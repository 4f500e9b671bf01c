//! Order DTOs

use chrono::{DateTime, NaiveDate, Utc};
use rust_decimal::Decimal;
use serde::{Deserialize, Serialize};
use validator::{Validate, ValidationError};

use core_kernel::{CustomerId, PaymentId, ProductId, SellerId};
use domain_sales::{NewOrder, OrderItem, OrderStatus, PaymentInput, PaymentMethod};

#[derive(Debug, Deserialize, Serialize, Validate)]
#[serde(rename_all = "camelCase")]
pub struct OrderItemRequest {
    pub product_id: ProductId,
    #[validate(length(min = 1, message = "must not be empty"))]
    pub name: String,
    pub price: Decimal,
    #[validate(range(min = 1, message = "must be at least 1"))]
    pub quantity: u32,
}

#[derive(Debug, Deserialize, Validate)]
#[serde(rename_all = "camelCase")]
pub struct CreateOrderRequest {
    pub customer_id: Option<CustomerId>,
    pub seller_id: Option<SellerId>,
    pub seller_name: Option<String>,
    #[validate(length(min = 1, message = "order needs at least one item"), nested)]
    pub items: Vec<OrderItemRequest>,
    #[serde(default)]
    pub discount: Decimal,
    #[serde(default)]
    pub down_payment: Decimal,
    pub payment_method: PaymentMethod,
    #[serde(default)]
    pub installments: u32,
    pub first_due_date: Option<NaiveDate>,
}

impl From<CreateOrderRequest> for NewOrder {
    fn from(request: CreateOrderRequest) -> Self {
        NewOrder {
            customer_id: request.customer_id,
            seller_id: request.seller_id,
            seller_name: request.seller_name,
            items: request
                .items
                .into_iter()
                .map(|i| OrderItem::new(i.product_id, i.name, i.price, i.quantity))
                .collect(),
            discount: request.discount,
            down_payment: request.down_payment,
            payment_method: request.payment_method,
            installments: request.installments,
            first_due_date: request.first_due_date,
        }
    }
}

fn positive_amount(amount: &Decimal) -> Result<(), ValidationError> {
    if *amount <= Decimal::ZERO {
        return Err(ValidationError::new("range").with_message("must be greater than 0".into()));
    }
    Ok(())
}

fn non_negative_amount(amount: &Decimal) -> Result<(), ValidationError> {
    if *amount < Decimal::ZERO {
        return Err(ValidationError::new("range").with_message("must not be negative".into()));
    }
    Ok(())
}

#[derive(Debug, Deserialize, Validate)]
#[serde(rename_all = "camelCase")]
pub struct RecordPaymentRequest {
    /// Sending the same id twice records the payment once
    pub payment_id: Option<PaymentId>,
    #[validate(custom(function = "positive_amount"))]
    pub amount: Decimal,
    pub date: Option<DateTime<Utc>>,
    pub method: PaymentMethod,
}

impl From<RecordPaymentRequest> for PaymentInput {
    fn from(request: RecordPaymentRequest) -> Self {
        PaymentInput {
            id: request.payment_id,
            amount: request.amount,
            date: request.date,
            method: request.method,
        }
    }
}

/// Body for every action that takes a single amount
#[derive(Debug, Deserialize, Validate)]
pub struct AmountRequest {
    #[validate(custom(function = "non_negative_amount"))]
    pub amount: Decimal,
}

#[derive(Debug, Deserialize, Validate)]
pub struct InstallmentCountRequest {
    #[validate(range(min = 1, message = "must be at least 1"))]
    pub count: u32,
}

#[derive(Debug, Deserialize)]
#[serde(rename_all = "camelCase")]
pub struct DueDateRequest {
    pub due_date: NaiveDate,
}

#[derive(Debug, Deserialize)]
#[serde(rename_all = "camelCase")]
pub struct PaymentMethodRequest {
    pub payment_method: PaymentMethod,
}

#[derive(Debug, Deserialize)]
pub struct StatusRequest {
    pub status: OrderStatus,
}
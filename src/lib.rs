//! kafka-connect-exporter library
//!
//! This crate polls the Kafka Connect REST API and exports connector and
//! task states in Prometheus format.

pub mod cli;
pub mod collector;
pub mod config;
pub mod error;
pub mod exposition;
pub mod metrics;
pub mod server;

use anyhow::Result;
use tracing_subscriber::{layer::SubscriberExt, util::SubscriberInitExt, EnvFilter};

use crate::cli::LogFormat;

/// Initialize the logging subsystem
///
/// # Arguments
/// * `level` - Log level string (trace, debug, info, warn, error),
///   overridden by `RUST_LOG` when set
/// * `format` - Text or JSON lines
///
/// # Errors
/// Returns an error if the logging system fails to initialize
pub fn init_logging(level: &str, format: LogFormat) -> Result<()> {
    let filter = EnvFilter::try_from_default_env().unwrap_or_else(|_| EnvFilter::new(level));
    let registry = tracing_subscriber::registry().with(filter);

    let result = match format {
        LogFormat::Text => registry.with(tracing_subscriber::fmt::layer()).try_init(),
        LogFormat::Json => registry
            .with(tracing_subscriber::fmt::layer().json())
            .try_init(),
    };

    result.map_err(|e| anyhow::anyhow!("Failed to initialize logging: {}", e))?;

    Ok(())
}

# # # # #

Retype each record. Keep every character as it is.

## [Exercise solution]
repository 4f500e9b671bf01c
//! Order DTOs

use chrono::{DateTime, NaiveDate, Utc};
use rust_decimal::Decimal;
use serde::{Deserialize, Serialize};
use validator::{Validate, ValidationError};

use core_kernel::{CustomerId, PaymentId, ProductId, SellerId};
use domain_sales::{NewOrder, OrderItem, OrderStatus, PaymentInput, PaymentMethod};

#[derive(Debug, Deserialize, Serialize, Validate)]
#[serde(rename_all = "camelCase")]
pub struct OrderItemRequest {
    pub product_id: ProductId,
    #[validate(length(min = 1, message = "must not be empty"))]
    pub name: String,
    pub price: Decimal,
    #[validate(range(min = 1, message = "must be at least 1"))]
    pub quantity: u32,
}

#[derive(Debug, Deserialize, Validate)]
#[serde(rename_all = "camelCase")]
pub struct CreateOrderRequest {
    pub customer_id: Option<CustomerId>,
    pub seller_id: Option<SellerId>,
    pub seller_name: Option<String>,
    #[validate(length(min = 1, message = "order needs at least one item"), nested)]
    pub items: Vec<OrderItemRequest>,
    #[serde(default)]
    pub discount: Decimal,
    #[serde(default)]
    pub down_payment: Decimal,
    pub payment_method: PaymentMethod,
    #[serde(default)]
    pub installments: u32,
    pub first_due_date: Option<NaiveDate>,
}

impl From<CreateOrderRequest> for NewOrder {
    fn from(request: CreateOrderRequest) -> Self {
        NewOrder {
            customer_id: request.customer_id,
            seller_id: request.seller_id,
            seller_name: request.seller_name,
            items: request
                .items
                .into_iter()
                .map(|i| OrderItem::new(i.product_id, i.name, i.price, i.quantity))
                .collect(),
            discount: request.discount,
            down_payment: request.down_payment,
            payment_method: request.payment_method,
            installments: request.installments,
            first_due_date: request.first_due_date,
        }
    }
}

fn positive_amount(amount: &Decimal) -> Result<(), ValidationError> {
    if *amount <= Decimal::ZERO {
        return Err(ValidationError::new("range").with_message("must be greater than 0".into()));
    }
    Ok(())
}

fn non_negative_amount(amount: &Decimal) -> Result<(), ValidationError> {
    if *amount < Decimal::ZERO {
        return Err(ValidationError::new("range").with_message("must not be negative".into()));
    }
    Ok(())
}

#[derive(Debug, Deserialize, Validate)]
#[serde(rename_all = "camelCase")]
pub struct RecordPaymentRequest {
    /// Sending the same id twice records the payment once
    pub payment_id: Option<PaymentId>,
    #[validate(custom(function = "positive_amount"))]
    pub amount: Decimal,
    pub date: Option<DateTime<Utc>>,
    pub method: PaymentMethod,
}

impl From<RecordPaymentRequest> for PaymentInput {
    fn from(request: RecordPaymentRequest) -> Self {
        PaymentInput {
            id: request.payment_id,
            amount: request.amount,
            date: request.date,
            method: request.method,
        }
    }
}

/// Body for every action that takes a single amount
#[derive(Debug, Deserialize, Validate)]
pub struct AmountRequest {
    #[validate(custom(function = "non_negative_amount"))]
    pub amount: Decimal,
}

#[derive(Debug, Deserialize, Validate)]
pub struct InstallmentCountRequest {
    #[validate(range(min = 1, message = "must be at least 1"))]
    pub count: u32,
}

#[derive(Debug, Deserialize)]
#[serde(rename_all = "camelCase")]
pub struct DueDateRequest {
    pub due_date: NaiveDate,
}

#[derive(Debug, Deserialize)]
#[serde(rename_all = "camelCase")]
pub struct PaymentMethodRequest {
    pub payment_method: PaymentMethod,
}

#[derive(Debug, Deserialize)]
pub struct StatusRequest {
    pub status: OrderStatus,
}
filename src/lib.rs
//! kafka-connect-exporter library
//!
//! This crate polls the Kafka Connect REST API and exports connector and
//! task states in Prometheus format.

pub mod cli;
pub mod collector;
pub mod config;
pub mod error;
pub mod exposition;
pub mod metrics;
pub mod server;

use anyhow::Result;
use tracing_subscriber::{layer::SubscriberExt, util::SubscriberInitExt, EnvFilter};

use crate::cli::LogFormat;

/// Initialize the logging subsystem
///
/// # Arguments
/// * `level` - Log level string (trace, debug, info, warn, error),
///   overridden by `RUST_LOG` when set
/// * `format` - Text or JSON lines
///
/// # Errors
/// Returns an error if the logging system fails to initialize
pub fn init_logging(level: &str, format: LogFormat) -> Result<()> {
    let filter = EnvFilter::try_from_default_env().unwrap_or_else(|_| EnvFilter::new(level));
    let registry = tracing_subscriber::registry().with(filter);

    let result = match format {
        LogFormat::Text => registry.with(tracing_subscriber::fmt::layer()).try_init(),
        LogFormat::Json => registry
            .with(tracing_subscriber::fmt::layer().json())
            .try_init(),
    };

    result.map_err(|e| anyhow::anyhow!("Failed to initialize logging: {}", e))?;

    Ok(())
}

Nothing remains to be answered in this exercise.